According to the Department of Energy, the plutonium-238 stockpile is enough to make only three more nuclear batteries. These are used to power long-term space missions, like Curiosity rover now studying Mars on site, the Voyager probes which were launched in the 1970s and are now almost out of the solar system or New Horizon which is close to making the first Pluto flyby in history. New Horizon is also the fastest spacecraft ever built, racing at one million miles per day. All these remarkable achievements were made possible thanks to plutonium-238 and the technology developed to harness its heat.
Plutonium-238 is typically made as a byproduct of nuclear weapons development, but ever since the Cold War ended and the nuclear non-proliferation act was instated the radioactive isotope has been in extremely short supply. NASA, for instance, has only 77 pounds (35 kilograms) of plutonium-238 left. To make things worse, only 37 pounds (17 kilograms) of that is actually good enough to use in nuclear batteries like the Multi-Mission Radioisotope Thermoelectric Generators, or MMRTGs, which provide about 100 W of power.
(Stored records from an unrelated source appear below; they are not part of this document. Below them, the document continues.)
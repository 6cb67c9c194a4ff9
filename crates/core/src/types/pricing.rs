//! Pricing tier for tool listings.

use serde::{Deserialize, Serialize};

/// A tool's pricing model.
///
/// Every listed tool falls into exactly one of three tiers. The lowercase
/// form (`free`, `freemium`, `paid`) is the canonical identifier used in
/// query strings and serialized data; [`Pricing::label`] gives the
/// capitalized display form.
#[derive(Debug, Clone, Copy, PartialEq, Eq, Hash, Serialize, Deserialize)]
#[serde(rename_all = "lowercase")]
pub enum Pricing {
    /// No payment required for any functionality.
    Free,
    /// A usable free tier with paid upgrades.
    Freemium,
    /// Payment required.
    Paid,
}

impl Pricing {
    /// The canonical lowercase identifier.
    #[must_use]
    pub const fn as_str(self) -> &'static str {
        match self {
            Self::Free => "free",
            Self::Freemium => "freemium",
            Self::Paid => "paid",
        }
    }

    /// The capitalized display label.
    #[must_use]
    pub const fn label(self) -> &'static str {
        match self {
            Self::Free => "Free",
            Self::Freemium => "Freemium",
            Self::Paid => "Paid",
        }
    }
}

impl std::fmt::Display for Pricing {
    fn fmt(&self, f: &mut std::fmt::Formatter<'_>) -> std::fmt::Result {
        write!(f, "{}", self.as_str())
    }
}

impl std::str::FromStr for Pricing {
    type Err = String;

    fn from_str(s: &str) -> Result<Self, Self::Err> {
        match s {
            "free" => Ok(Self::Free),
            "freemium" => Ok(Self::Freemium),
            "paid" => Ok(Self::Paid),
            _ => Err(format!("invalid pricing tier: {s}")),
        }
    }
}

#[cfg(test)]
#[allow(clippy::unwrap_used)]
mod tests {
    use super::*;

    #[test]
    fn test_from_str() {
        assert_eq!("free".parse::<Pricing>().unwrap(), Pricing::Free);
        assert_eq!("freemium".parse::<Pricing>().unwrap(), Pricing::Freemium);
        assert_eq!("paid".parse::<Pricing>().unwrap(), Pricing::Paid);
        assert!("subscription".parse::<Pricing>().is_err());
        assert!("Free".parse::<Pricing>().is_err());
    }

    #[test]
    fn test_display_roundtrip() {
        for tier in [Pricing::Free, Pricing::Freemium, Pricing::Paid] {
            assert_eq!(tier.to_string().parse::<Pricing>().unwrap(), tier);
        }
    }

    #[test]
    fn test_label() {
        assert_eq!(Pricing::Freemium.label(), "Freemium");
    }

    #[test]
    fn test_serde_lowercase() {
        let json = serde_json::to_string(&Pricing::Paid).unwrap();
        assert_eq!(json, "\"paid\"");
        let parsed: Pricing = serde_json::from_str("\"freemium\"").unwrap();
        assert_eq!(parsed, Pricing::Freemium);
    }
}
The next battery will be fixed on the next spacecraft to visit Mars in 2020. That leaves another two MMRTGs worth of plutonium-238 for some other NASA mission, Alice Caponiti, DOE’s director of space and defense power systems, said in a Feb. 20 presentation to the NASA-chartered Outer Planets Assessment Group in Mountain View, California.
The only fix is to make more plutonium-238, of course, but this might take a while. The DoE is the only body capable of making the isotope, but its equipment is currently in repair. Once completed, the DoE labs will again resume irradiation of neptunium-237 targets that was suspended in the United States back in 1988. According to Caponiti, some 1.5 kilograms a year could be made once production is resumed. A single MMRTG requires about 4 kilograms of plutonium-238.